Ci sono settori del mercato del lavoro che richiedono competenze specifiche, ma la mia sensazione è che oggi prevalga un eccesso di competenze nella manodopera straniera rispetto all’impiego specifico: è molto più facile trovare il laureato straniero in fonderia, che non situazioni in cui per esempio è richiesto un preciso numero di programmatori al calcolatore e mi trovo invece capoverdiani che sappiano fare solo le colf.

Riguardando la migrazione, arrivano qui le persone più forti tra quelle escluse dal mercato del lavoro del paese di provenienza, o meglio le persone che aspirano posti di miglioramento economico, quindi le persone più formate del paese di provenienza.

Quindi si immettono in lavori a bassa qualificazione persone che invece avevano un’alta qualificazione; è possibile ovviamente che quel tipo di formazione sia magari puramente teorica, e che non risponda alle esigenze di far funzionare il macchinario in fabbrica o del particolare lavoro in un’industria, ma questo è vero anche per lo studente o il diplomato italiano o il laureato italiano, quale diplomato o laureato italiano sa fare le cose che andrà a fare nel mercato del lavoro? C’è sì un problema di formazione ma credo che il problema della formazione sia uno dei grandi problemi dell’imprenditoria italiana in generale, non legato all’immigrazione. Devono imparare a formare sul serio, cioè non sottoccupare le persone ma tirar fuori il meglio - invece ho l’impressione che in questo ci sia un deficit per un verso perché la nostra scuola non sa formare per il lavoro, per l’altro verso perché dovrebbe essere l’impresa a saper fare formazione per chi è disposto a lavorare.

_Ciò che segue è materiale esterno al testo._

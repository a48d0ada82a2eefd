// 该文件是 Cheliu （车流） 项目的一部分。
// src/bin/cheliu_watch.rs - 持续接收拖放的上传程序
//
// 本文件根据 Apache 许可证第 2.0 版（以下简称“许可证”）授权使用；
// 除非遵守该许可证条款，否则您不得使用本文件。
// 您可通过以下网址获取许可证副本：
// http://www.apache.org/licenses/LICENSE-2.0
// 除非适用法律要求或书面同意，根据本许可协议分发的软件均按“原样”提供，
// 不附带任何形式的明示或暗示的保证或条件。
// 有关许可权限与限制的具体条款，请参阅本许可协议。
//
// Copyright (C) 2026 Johann Li <me@qinka.pro>, Wareless Group

use anyhow::Result;
use clap::Parser;
use futures::stream::{FuturesUnordered, StreamExt};
use tokio::io::{AsyncBufReadExt, BufReader};
use tracing::{debug, info, warn};
use url::Url;

use cheliu::{
  FromUrl,
  input::{InputError, drop_entries, parse_source},
  intake::IntakeValidator,
  model::{DEFAULT_ENDPOINT, HttpAnalysisService},
  output::OutputWrapper,
  session::{DropOutcome, Rejection, SubmitOutcome, UploadController, UploadStatus},
  utils::init_tracing,
};

/// Cheliu 持续上传：标准输入每一行是一次拖放（空白分隔的路径或 URL）
#[derive(Parser, Debug)]
#[command(author, version, about, long_about = None)]
pub struct Args {
  /// 分析服务地址
  #[arg(long, env = "CHELIU_ENDPOINT", default_value = DEFAULT_ENDPOINT, value_name = "URL")]
  pub endpoint: Url,
  /// 输出方式
  #[arg(long, env = "CHELIU_OUTPUT", default_value = "term:", value_name = "OUTPUT")]
  pub output: Url,
  /// 完成指定数量的会话后退出
  #[arg(long, value_name = "COUNT")]
  pub max_sessions: Option<usize>,
}

fn parse_line(line: &str) -> Result<Vec<cheliu::candidate::RawFileEntry>, InputError> {
  let urls = line
    .split_whitespace()
    .map(parse_source)
    .collect::<Result<Vec<_>, _>>()?;
  drop_entries(&urls)
}

#[tokio::main(flavor = "current_thread")]
async fn main() -> Result<()> {
  init_tracing();

  let args = Args::parse();

  info!("服务地址: {}", args.endpoint);
  info!("输出方式: {}", args.output);

  let service = HttpAnalysisService::from_url(&args.endpoint)?;
  let output = OutputWrapper::from_url(&args.output)?;
  let controller = UploadController::new(IntakeValidator::default(), service, output);
  let mut status = controller.subscribe();

  let mut lines = BufReader::new(tokio::io::stdin()).lines();
  let mut stdin_open = true;
  let mut inflight = FuturesUnordered::new();
  let mut completed = 0usize;

  let ctrl_c = tokio::signal::ctrl_c();
  tokio::pin!(ctrl_c);

  info!("等待输入...");
  loop {
    tokio::select! {
      _ = &mut ctrl_c => {
        warn!("收到中断信号，退出");
        break;
      }
      line = lines.next_line(), if stdin_open => {
        match line? {
          Some(line) => match parse_line(&line) {
            Ok(entries) => inflight.push(controller.accept_drop(entries)),
            Err(err) => warn!("无效的输入: {}", err),
          },
          None => {
            debug!("标准输入已关闭");
            stdin_open = false;
          }
        }
      }
      Some(outcome) = inflight.next(), if !inflight.is_empty() => {
        match outcome? {
          DropOutcome::Session { outcome: SubmitOutcome::Rejected(Rejection::Busy), .. } => {
            info!("上一个文件仍在处理，忽略本次拖放");
          }
          DropOutcome::Session { discarded, .. } => {
            if discarded > 0 {
              info!("一次只处理一个文件，其余 {} 个未上传", discarded);
            }
            completed += 1;
          }
          DropOutcome::Ignored(reason) => debug!("忽略拖放: {:?}", reason),
        }
        if args.max_sessions.map(|n| completed >= n).unwrap_or(false) {
          info!("达到指定会话数 {}, 退出", completed);
          break;
        }
      }
      Ok(()) = status.changed() => {
        if status.borrow_and_update().status() == UploadStatus::Uploading {
          info!("Processing...");
        }
      }
    }

    if !stdin_open && inflight.is_empty() {
      break;
    }
  }

  info!("共完成 {} 个会话", completed);
  Ok(())
}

(Intervento dal pubblico: Come conciliare questa spinta alla produzione con uno sviluppo sostenibile?)

Mi viene da dire che se il problema di un paese è il 12% di disoccupazione o peggio, non siamo in una fase di sovraproduzione.

Poi certamente devo stare attento a come incanalo lo sviluppo, però anche la ricerca della sostenibilità dello sviluppo può creare una domanda……….., faccio un esempio: se stabiliamo che è insostenibile il livello d’inquinamento nelle nostre metropoli, questo può far decidere che non usiamo più macchine e quindi comprime la domanda, o può far sviluppare una domanda di macchine catalizzate o cose di questo genere.

La società e il mercato rispondono a queste cose, non le voglio idealizzare, però credo che sotto lo sviluppo sostenibile non si debba realizzare una compressione della domanda, si può reincanalare la domanda verso beni diversi, qualitativamente diversi, anche tecnologicamente avanzati.